I asked him about his own baya’a, and he quickly corrected me: “I didn’t say that I’d pledged allegiance.” Under Australian law, he reminded me, giving baya’a to the Islamic State was illegal. “But I agree that [Baghdadi] fulfills the requirements,” he continued. “I’m just going to wink at you, and you take that to mean whatever you want.”

To be the caliph, one must meet conditions outlined in Sunni law—being a Muslim adult man of Quraysh descent; exhibiting moral probity and physical and mental integrity; and having ’amr, or authority. This last criterion, Cerantonio said, is the hardest to fulfill, and requires that the caliph have territory in which he can enforce Islamic law.
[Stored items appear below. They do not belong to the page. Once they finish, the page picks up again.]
//! Domain models with validation
//!
//! Payloads are validated explicitly with [`User::validate`]; invalid
//! input returns `ValidationErrors`, never a panic.

pub mod user;
pub mod validation;

pub use user::{User, UserStatus, MAX_EMAIL_LEN, MAX_NAME_LEN};
pub use validation::{ValidationError, ValidationErrors};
Baghdadi’s Islamic State achieved that long before June 29, Cerantonio said, and as soon as it did, a Western convert within the group’s ranks—Cerantonio described him as “something of a leader”—began murmuring about the religious obligation to declare a caliphate. He and others spoke quietly to those in power and told them that further delay would be sinful.
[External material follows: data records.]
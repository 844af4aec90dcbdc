//! Load, classify, build, solve and validate in one call.

use std::path::{Path, PathBuf};

use signweight_config::{BoundMode, WeightConfig};
use signweight_core::{ConstraintSet, Result, Solution};
use signweight_corpus::{ConstraintTables, Corpus, LoadReport, TableReport};
use signweight_scoring::{
    Classification, Classifier, ConstraintBuilder, SolutionValidator, ValidationReport,
};
use signweight_solver::{LpProblem, WeightSolver};
use tracing::info;

use crate::report::WeightReport;

/// Input file locations.
#[derive(Debug, Clone, Default, PartialEq, Eq)]
pub struct Inputs {
    pub corpus: PathBuf,
    pub compounds: Option<PathBuf>,
    pub modifiers: Option<PathBuf>,
}

impl Inputs {
    pub fn new(corpus: impl Into<PathBuf>) -> Self {
        Self {
            corpus: corpus.into(),
            ..Self::default()
        }
    }

    pub fn with_compounds(mut self, path: impl Into<PathBuf>) -> Self {
        self.compounds = Some(path.into());
        self
    }

    pub fn with_modifiers(mut self, path: impl Into<PathBuf>) -> Self {
        self.modifiers = Some(path.into());
        self
    }
}

/// Everything one run produced.
#[derive(Debug, Clone)]
pub struct RunOutcome {
    pub corpus_report: LoadReport,
    pub table_report: TableReport,
    pub inscription_count: usize,
    pub classification: Classification,
    pub constraints: ConstraintSet,
    pub solution: Solution,
    pub validation: ValidationReport,
    pub bound_mode: BoundMode,
}

impl RunOutcome {
    /// True when the solver produced a weight map.
    pub fn is_solved(&self) -> bool {
        self.solution.has_weights()
    }

    /// Number of distinct signs, one LP variable each.
    pub fn vocabulary_size(&self) -> usize {
        self.classification.len()
    }

    pub fn report(&self) -> WeightReport {
        WeightReport::from_outcome(self)
    }

    /// Writes the weight map to `path` if there is one.
    ///
    /// Returns whether a file was written. Infeasible, unbounded and
    /// timed-out runs write nothing.
    pub fn write_weights(&self, path: &Path) -> Result<bool> {
        if !self.is_solved() {
            return Ok(false);
        }
        self.report().write(path)?;
        Ok(true)
    }
}

/// The weight assignment pipeline for one configuration.
#[derive(Debug, Clone)]
pub struct Pipeline {
    config: WeightConfig,
}

impl Pipeline {
    /// Validates `config` and wraps it.
    pub fn new(config: WeightConfig) -> Result<Self> {
        config.validate()?;
        Ok(Self { config })
    }

    pub fn config(&self) -> &WeightConfig {
        &self.config
    }

    /// Loads the corpus and tables named by `inputs`, then runs.
    ///
    /// An unreadable or empty corpus is an error; missing tables are not.
    pub fn run(&self, inputs: &Inputs) -> Result<RunOutcome> {
        let (corpus, corpus_report) = Corpus::load(&inputs.corpus)?;
        let (tables, table_report) =
            ConstraintTables::load(inputs.compounds.as_deref(), inputs.modifiers.as_deref());
        self.run_with_reports(corpus, tables, corpus_report, table_report)
    }

    /// Runs on an already loaded corpus.
    pub fn run_loaded(&self, corpus: Corpus, tables: ConstraintTables) -> Result<RunOutcome> {
        self.run_with_reports(corpus, tables, LoadReport::default(), TableReport::default())
    }

    fn run_with_reports(
        &self,
        corpus: Corpus,
        tables: ConstraintTables,
        corpus_report: LoadReport,
        table_report: TableReport,
    ) -> Result<RunOutcome> {
        let corpus = corpus.with_compounds(tables.compound_ids());

        let classification = Classifier::new(&self.config).classify(corpus.vocabulary());
        let constraints =
            ConstraintBuilder::new(&self.config).build(&corpus, &classification, &tables);

        let problem = LpProblem::build(classification.variable_bounds(), &constraints)?;
        let solution = WeightSolver::from_config(&self.config).solve(&problem)?;

        let validation = SolutionValidator::new(self.config.tolerance).validate(
            &solution,
            &constraints,
            &classification,
            &self.config.premiums,
        );

        info!(
            event = "run_end",
            status = solution.status().as_str(),
            sign_count = classification.len() as u64,
            constraint_count = constraints.len() as u64,
        );

        Ok(RunOutcome {
            corpus_report,
            table_report,
            inscription_count: corpus.len(),
            classification,
            constraints,
            solution,
            validation,
            bound_mode: self.config.bound_mode,
        })
    }
}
Cerantonio said a faction arose that was prepared to make war on Baghdadi’s group if it delayed any further. They prepared a letter to various powerful members of ISIS, airing their displeasure at the failure to appoint a caliph, but were pacified by Adnani, the spokesman, who let them in on a secret—that a caliphate had already been declared, long before the public announcement. They had their legitimate caliph, and at that point there was only one option. “If he’s legitimate,” Cerantonio said, “you must give him the baya’a.”

After Baghdadi’s July sermon, a stream of jihadists began flowing daily into Syria with renewed motivation. ...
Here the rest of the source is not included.